O uso de Sistemas Agroflorestais, ou SAFs, para produzir alimentos, fibra, madeira e combustíveis para os humanos é muito mais antigo que a classificação e sistematização científica da prática. Segundo Bill Mollison (1988) apenas 6 civilizações em toda história da humanidade foram, de fato, sustentáveis. Todas elas tinham uma conexão íntima e viviam integradas com a natureza a sua volta. Essas civilizações também praticavam formas de agricultura que hoje chamamos de Agrofloresta ou Agro-ecologia.

Sistemas Agroflorestais e as civilizações do passado
Um exemplo de uma civilização com métodos de produção alimentar sustentável foram os Aztecas. Na América Central algumas comunidades indígenas ainda fazem uso das ‘chinampas’, uma prática herdada dos Aztecas. As chinampas são pequenas ilhas artificiais de aproximadamente 500m2 que funcionam como canteiros elevados. Esses canteiros são construídos em lagos rasos criados em terraços alagados. Os canteiros eram construídos com junco, preenchidos com lama e lodo do fundo do lago e fixados ao fundo estaqueando-se mudas de Salgueiro. Esse sistema, completamente sustentável, já fazia uso de árvores com hortaliças e plantas medicinais desde a América Pré-colombiana (Mollison, B. 1988: 462-3).

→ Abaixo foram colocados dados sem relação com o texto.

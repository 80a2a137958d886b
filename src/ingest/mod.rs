//! Post ingestion for the Synheart Rhythm Agent.
//!
//! This module turns upstream post dumps into validated `Event` batches.

pub mod loader;
pub mod types;

// Re-export commonly used types
pub use loader::{load_batch, load_posts, parse_posts, Batch};
pub use types::{
    parse_created_at, parse_timezone, tz_offset_hours, Event, IngestError, RawPost,
    CREATED_AT_FORMAT,
};
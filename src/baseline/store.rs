//! Historical baseline storage.
//!
//! The analysis core only reads a baseline and issues additive updates; it
//! never owns one. Stores take `&mut self` for updates, so a caller holding a
//! store exclusively serializes the read-then-update sequence for that user.
//! A batch's sleep and sentiment increments go through [`BaselineStore::record`]
//! together, so a failed batch leaves the baseline as it found it.

use crate::core::sentiment::SentimentCounts;
use chrono::{DateTime, Utc};
use serde::{Deserialize, Serialize};
use std::path::{Path, PathBuf};

/// Access to a user's persisted baseline.
pub trait BaselineStore {
    /// Average minutes slept per recorded night, or 0 with no history.
    fn sleep_baseline(&self) -> Result<f64, BaselineError>;

    /// Add one night of sleep to the aggregate.
    fn update_sleep(&mut self, minutes: u32) -> Result<(), BaselineError>;

    fn positive(&self) -> Result<u64, BaselineError>;
    fn negative(&self) -> Result<u64, BaselineError>;
    fn neutral(&self) -> Result<u64, BaselineError>;

    /// Add a batch tally to the sentiment counters.
    fn update_sentiment(&mut self, counts: SentimentCounts) -> Result<(), BaselineError>;

    /// Apply one batch's increments: an optional night of sleep and a
    /// sentiment tally.
    ///
    /// The default applies the sentiment tally first and the night only after
    /// it succeeded. Stores that can commit both in one write override this.
    fn record(
        &mut self,
        minutes_asleep: Option<u32>,
        counts: SentimentCounts,
    ) -> Result<(), BaselineError> {
        self.update_sentiment(counts)?;
        if let Some(minutes) = minutes_asleep {
            self.update_sleep(minutes)?;
        }
        Ok(())
    }

    /// All three sentiment counters at once.
    fn sentiment_totals(&self) -> Result<SentimentCounts, BaselineError> {
        Ok(SentimentCounts {
            positive: self.positive()?,
            negative: self.negative()?,
            neutral: self.neutral()?,
        })
    }
}

/// Persisted baseline values.
#[derive(Debug, Clone, Default, PartialEq, Serialize, Deserialize)]
pub struct BaselineSnapshot {
    /// Sum of minutes slept over all recorded nights
    pub sleep_minutes_total: u64,
    /// Number of nights in the aggregate
    pub nights_recorded: u64,
    pub positive: u64,
    pub negative: u64,
    pub neutral: u64,
    /// When the baseline last changed
    #[serde(default, skip_serializing_if = "Option::is_none")]
    pub last_updated: Option<DateTime<Utc>>,
}

impl BaselineSnapshot {
    /// Average minutes slept per night, 0 when nothing is recorded.
    pub fn average_sleep_minutes(&self) -> f64 {
        if self.nights_recorded == 0 {
            0.0
        } else {
            self.sleep_minutes_total as f64 / self.nights_recorded as f64
        }
    }

    fn add_sleep(&mut self, minutes: u32) {
        self.sleep_minutes_total += minutes as u64;
        self.nights_recorded += 1;
        self.last_updated = Some(Utc::now());
    }

    fn add_sentiment(&mut self, counts: SentimentCounts) {
        self.positive += counts.positive;
        self.negative += counts.negative;
        self.neutral += counts.neutral;
        self.last_updated = Some(Utc::now());
    }

    fn add_batch(&mut self, minutes_asleep: Option<u32>, counts: SentimentCounts) {
        if let Some(minutes) = minutes_asleep {
            self.add_sleep(minutes);
        }
        self.add_sentiment(counts);
    }

    /// Get a summary string for display.
    pub fn summary(&self) -> String {
        format!(
            "Baseline:\n\
             - Nights recorded: {}\n\
             - Average sleep: {:.0} minutes\n\
             - Positive posts: {}\n\
             - Negative posts: {}\n\
             - Neutral posts: {}",
            self.nights_recorded,
            self.average_sleep_minutes(),
            self.positive,
            self.negative,
            self.neutral
        )
    }
}

/// Baseline held in memory only.
#[derive(Debug, Clone, Default)]
pub struct MemoryBaselineStore {
    snapshot: BaselineSnapshot,
}

impl MemoryBaselineStore {
    pub fn new() -> Self {
        Self::default()
    }

    pub fn from_snapshot(snapshot: BaselineSnapshot) -> Self {
        Self { snapshot }
    }

    pub fn snapshot(&self) -> &BaselineSnapshot {
        &self.snapshot
    }
}

impl BaselineStore for MemoryBaselineStore {
    fn sleep_baseline(&self) -> Result<f64, BaselineError> {
        Ok(self.snapshot.average_sleep_minutes())
    }

    fn update_sleep(&mut self, minutes: u32) -> Result<(), BaselineError> {
        self.snapshot.add_sleep(minutes);
        Ok(())
    }

    fn positive(&self) -> Result<u64, BaselineError> {
        Ok(self.snapshot.positive)
    }

    fn negative(&self) -> Result<u64, BaselineError> {
        Ok(self.snapshot.negative)
    }

    fn neutral(&self) -> Result<u64, BaselineError> {
        Ok(self.snapshot.neutral)
    }

    fn update_sentiment(&mut self, counts: SentimentCounts) -> Result<(), BaselineError> {
        self.snapshot.add_sentiment(counts);
        Ok(())
    }

    fn record(
        &mut self,
        minutes_asleep: Option<u32>,
        counts: SentimentCounts,
    ) -> Result<(), BaselineError> {
        self.snapshot.add_batch(minutes_asleep, counts);
        Ok(())
    }
}

/// Baseline persisted as a JSON file, one file per user.
///
/// Every update is written through before it is applied in memory, so a
/// failed write leaves both the file and the cached values unchanged.
#[derive(Debug)]
pub struct FileBaselineStore {
    path: PathBuf,
    snapshot: BaselineSnapshot,
}

impl FileBaselineStore {
    /// Open a store, starting from zero if the file does not exist yet.
    pub fn open(path: impl Into<PathBuf>) -> Result<Self, BaselineError> {
        let path = path.into();
        let snapshot = if path.exists() {
            let content = std::fs::read_to_string(&path)
                .map_err(|e| BaselineError::Unavailable(format!("{}: {e}", path.display())))?;
            serde_json::from_str(&content)
                .map_err(|e| BaselineError::Corrupt(format!("{}: {e}", path.display())))?
        } else {
            BaselineSnapshot::default()
        };

        Ok(Self { path, snapshot })
    }

    pub fn path(&self) -> &Path {
        &self.path
    }

    pub fn snapshot(&self) -> &BaselineSnapshot {
        &self.snapshot
    }

    /// Zero every counter and persist.
    pub fn reset(&mut self) -> Result<(), BaselineError> {
        self.commit(BaselineSnapshot {
            last_updated: Some(Utc::now()),
            ..BaselineSnapshot::default()
        })
    }

    fn commit(&mut self, next: BaselineSnapshot) -> Result<(), BaselineError> {
        write_snapshot(&self.path, &next)?;
        self.snapshot = next;
        Ok(())
    }
}

impl BaselineStore for FileBaselineStore {
    fn sleep_baseline(&self) -> Result<f64, BaselineError> {
        Ok(self.snapshot.average_sleep_minutes())
    }

    fn update_sleep(&mut self, minutes: u32) -> Result<(), BaselineError> {
        let mut next = self.snapshot.clone();
        next.add_sleep(minutes);
        self.commit(next)
    }

    fn positive(&self) -> Result<u64, BaselineError> {
        Ok(self.snapshot.positive)
    }

    fn negative(&self) -> Result<u64, BaselineError> {
        Ok(self.snapshot.negative)
    }

    fn neutral(&self) -> Result<u64, BaselineError> {
        Ok(self.snapshot.neutral)
    }

    fn update_sentiment(&mut self, counts: SentimentCounts) -> Result<(), BaselineError> {
        let mut next = self.snapshot.clone();
        next.add_sentiment(counts);
        self.commit(next)
    }

    fn record(
        &mut self,
        minutes_asleep: Option<u32>,
        counts: SentimentCounts,
    ) -> Result<(), BaselineError> {
        let mut next = self.snapshot.clone();
        next.add_batch(minutes_asleep, counts);
        self.commit(next)
    }
}

fn write_snapshot(path: &Path, snapshot: &BaselineSnapshot) -> Result<(), BaselineError> {
    // Ensure parent directory exists
    if let Some(parent) = path.parent() {
        std::fs::create_dir_all(parent)
            .map_err(|e| BaselineError::Unavailable(format!("{}: {e}", parent.display())))?;
    }

    let json = serde_json::to_string_pretty(snapshot)
        .map_err(|e| BaselineError::Corrupt(e.to_string()))?;

    let tmp = path.with_extension("json.tmp");
    std::fs::write(&tmp, json)
        .and_then(|_| std::fs::rename(&tmp, path))
        .map_err(|e| BaselineError::Unavailable(format!("{}: {e}", path.display())))
}

/// Baseline store errors.
#[derive(Debug)]
pub enum BaselineError {
    /// The store could not be read or written
    Unavailable(String),
    /// The persisted baseline could not be decoded
    Corrupt(String),
}

impl std::fmt::Display for BaselineError {
    fn fmt(&self, f: &mut std::fmt::Formatter<'_>) -> std::fmt::Result {
        match self {
            BaselineError::Unavailable(e) => write!(f, "Baseline unavailable: {e}"),
            BaselineError::Corrupt(e) => write!(f, "Baseline corrupt: {e}"),
        }
    }
}

impl std::error::Error for BaselineError {}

No Havaí o sistema de produção agrícola Ahupua`a (chamado por Bill Mollison de Sistema

Esse sistema é chamado de Ohana por Bill Mollison em seus livros.

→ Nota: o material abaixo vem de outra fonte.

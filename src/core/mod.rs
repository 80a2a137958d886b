//! Core analysis for the Synheart Rhythm Agent.
//!
//! This module contains:
//! - Minute-of-day histograms and the smoothed activity curve
//! - The square-wave sleep fitter
//! - Sleep and sentiment comparison against the baseline
//! - Report building and the end-to-end analyzer

pub mod clock;
pub mod fitting;
pub mod histogram;
pub mod pipeline;
pub mod report;
pub mod sentiment;
pub mod sleep;
pub mod smoothing;

// Re-export commonly used types
pub use clock::{format_2dp, FormatHM};
pub use fitting::{SleepModel, SquareWaveFitter};
pub use histogram::{ActivityHistogram, MINUTES_PER_DAY};
pub use pipeline::{AnalysisError, Analyzer};
pub use report::{Report, ReportBuilder, ReportMeta, ReportSentiment, PRODUCER_NAME};
pub use sentiment::{
    Classification, ClassifierError, Sentiment, SentimentAggregator, SentimentClassifier,
    SentimentCounts, SentimentStats, DEFAULT_MAX_TWEETS,
};
pub use sleep::{assemble_sleep_stats, night_to_record, SleepStats};
pub use smoothing::{ActivityCurve, TIMESTEPS_PER_DAY, TIMESTEP_MINUTES};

Ohana) combinava áreas de preservação de florestas ao topo das montanhas vulcânicas, com florestas (regiões) manejadas intensamente ao arredores das vilas nas áreas intermediárias (intermediações), com florestas de coqueiros na costa (como defesa contra tempestades tropicais e tsunamis). Esse sistema também faz uso dos córregos que descem das montanhas e combina terraços alagados para a criação de peixes e crustáceos com o cultivo de diversas plantas e árvores frutíferas. Além disso, esse sistema também manipula a costa criando lagos de água salgada de acordo com o fluxo das marés para facilitar a pesca. O sistema Ahupua`a, é outra maneira muito antiga e sustentável de se produzir alimentos, fibra, madeira e combustível (Mollison, B. 1988: 278 e 459).

 

Na Amazônia Pré-Colombiana várias civilizações indígenas manipularam as florestas e o solo para produzir alimentos para populações muito mais numerosas do que se tinha notícia. Um exemplo disso é a Terra Preta, um solo profundo e riquíssimo em nutrientes encontrado em vários pontos da Bacia Amazônica, que hoje se sabe era deliberadamente criado para apoiar a agricultura da época. O livro 1491: Novas Revelações sobre as Américas antes de Colombo de Charles C. Mann, por exemplo, também menciona outras evidências como uso de estradas, manipulação do solo, agricultura avançada (e sustentável) para apoiar o argumento de que uma civilização sofisticada e numerosa, na casa dos 7 milhões de habitantes que segundo ele, vivia na Amazônia. Mann defende que grande parte da Floresta Amazônica foi na verdade criada por civilizações indígenas. Outro exemplo de práticas agroflorestais antigas que antecedem a classificação e abordagem ocidental (Mann, C. 2005)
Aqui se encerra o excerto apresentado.